Stored data entries:
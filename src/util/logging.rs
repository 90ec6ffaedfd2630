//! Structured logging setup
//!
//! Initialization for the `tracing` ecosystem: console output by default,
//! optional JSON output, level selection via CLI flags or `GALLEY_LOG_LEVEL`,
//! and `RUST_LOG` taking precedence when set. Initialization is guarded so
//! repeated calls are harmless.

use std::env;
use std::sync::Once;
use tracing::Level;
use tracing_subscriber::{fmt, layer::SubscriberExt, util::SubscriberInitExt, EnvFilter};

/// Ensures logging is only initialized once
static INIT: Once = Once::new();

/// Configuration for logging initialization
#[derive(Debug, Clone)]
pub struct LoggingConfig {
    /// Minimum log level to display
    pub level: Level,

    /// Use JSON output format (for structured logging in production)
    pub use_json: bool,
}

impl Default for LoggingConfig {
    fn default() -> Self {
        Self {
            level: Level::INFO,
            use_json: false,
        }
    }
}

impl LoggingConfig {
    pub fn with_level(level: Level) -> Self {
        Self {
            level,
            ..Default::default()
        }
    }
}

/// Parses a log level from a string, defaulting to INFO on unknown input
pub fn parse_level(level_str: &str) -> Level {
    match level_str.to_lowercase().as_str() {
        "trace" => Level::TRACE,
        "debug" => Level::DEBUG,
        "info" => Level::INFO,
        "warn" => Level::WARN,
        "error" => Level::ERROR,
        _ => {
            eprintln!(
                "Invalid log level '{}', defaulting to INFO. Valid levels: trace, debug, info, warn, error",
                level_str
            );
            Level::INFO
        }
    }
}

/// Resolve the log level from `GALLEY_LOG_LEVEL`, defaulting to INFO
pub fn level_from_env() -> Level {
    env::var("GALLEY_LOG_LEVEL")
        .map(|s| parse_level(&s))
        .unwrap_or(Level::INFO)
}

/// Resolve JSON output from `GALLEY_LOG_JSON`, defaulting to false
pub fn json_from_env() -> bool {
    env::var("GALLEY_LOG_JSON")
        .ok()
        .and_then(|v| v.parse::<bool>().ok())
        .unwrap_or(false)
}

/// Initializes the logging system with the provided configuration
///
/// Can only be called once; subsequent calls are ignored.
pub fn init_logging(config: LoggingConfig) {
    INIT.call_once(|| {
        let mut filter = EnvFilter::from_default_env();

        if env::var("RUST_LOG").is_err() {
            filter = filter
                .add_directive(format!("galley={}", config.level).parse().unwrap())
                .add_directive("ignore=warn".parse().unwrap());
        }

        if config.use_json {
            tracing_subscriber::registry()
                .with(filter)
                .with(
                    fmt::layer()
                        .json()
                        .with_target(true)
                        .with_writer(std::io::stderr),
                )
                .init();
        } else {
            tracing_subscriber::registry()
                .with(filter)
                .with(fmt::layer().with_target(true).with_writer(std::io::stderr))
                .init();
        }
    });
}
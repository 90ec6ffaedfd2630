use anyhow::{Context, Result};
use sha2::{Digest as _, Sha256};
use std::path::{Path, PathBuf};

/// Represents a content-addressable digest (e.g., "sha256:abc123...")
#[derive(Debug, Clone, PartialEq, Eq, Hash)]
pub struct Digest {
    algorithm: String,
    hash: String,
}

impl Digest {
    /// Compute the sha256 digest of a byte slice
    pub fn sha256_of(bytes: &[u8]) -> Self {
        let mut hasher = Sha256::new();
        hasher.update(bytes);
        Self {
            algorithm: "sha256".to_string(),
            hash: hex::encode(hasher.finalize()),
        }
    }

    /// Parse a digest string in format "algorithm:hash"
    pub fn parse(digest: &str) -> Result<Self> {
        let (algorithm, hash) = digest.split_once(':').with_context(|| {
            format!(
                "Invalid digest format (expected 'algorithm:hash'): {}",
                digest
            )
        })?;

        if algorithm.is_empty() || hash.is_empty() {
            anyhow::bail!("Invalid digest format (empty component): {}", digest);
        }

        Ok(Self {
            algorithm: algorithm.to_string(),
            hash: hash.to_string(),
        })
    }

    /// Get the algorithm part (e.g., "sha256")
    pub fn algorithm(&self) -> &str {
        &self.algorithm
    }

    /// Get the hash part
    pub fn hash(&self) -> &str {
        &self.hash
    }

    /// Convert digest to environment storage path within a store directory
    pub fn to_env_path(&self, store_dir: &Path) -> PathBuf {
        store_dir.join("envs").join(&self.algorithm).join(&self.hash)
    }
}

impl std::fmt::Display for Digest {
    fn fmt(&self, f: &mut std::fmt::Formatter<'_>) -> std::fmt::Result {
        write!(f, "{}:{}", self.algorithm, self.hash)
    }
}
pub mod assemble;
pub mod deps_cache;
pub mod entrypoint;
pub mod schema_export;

Problem requirements:
Work through the records above. Copy every line with the string "true".

Response to this exercise:
                        .with_target(true)
                .with(fmt::layer().with_target(true).with_writer(std::io::stderr))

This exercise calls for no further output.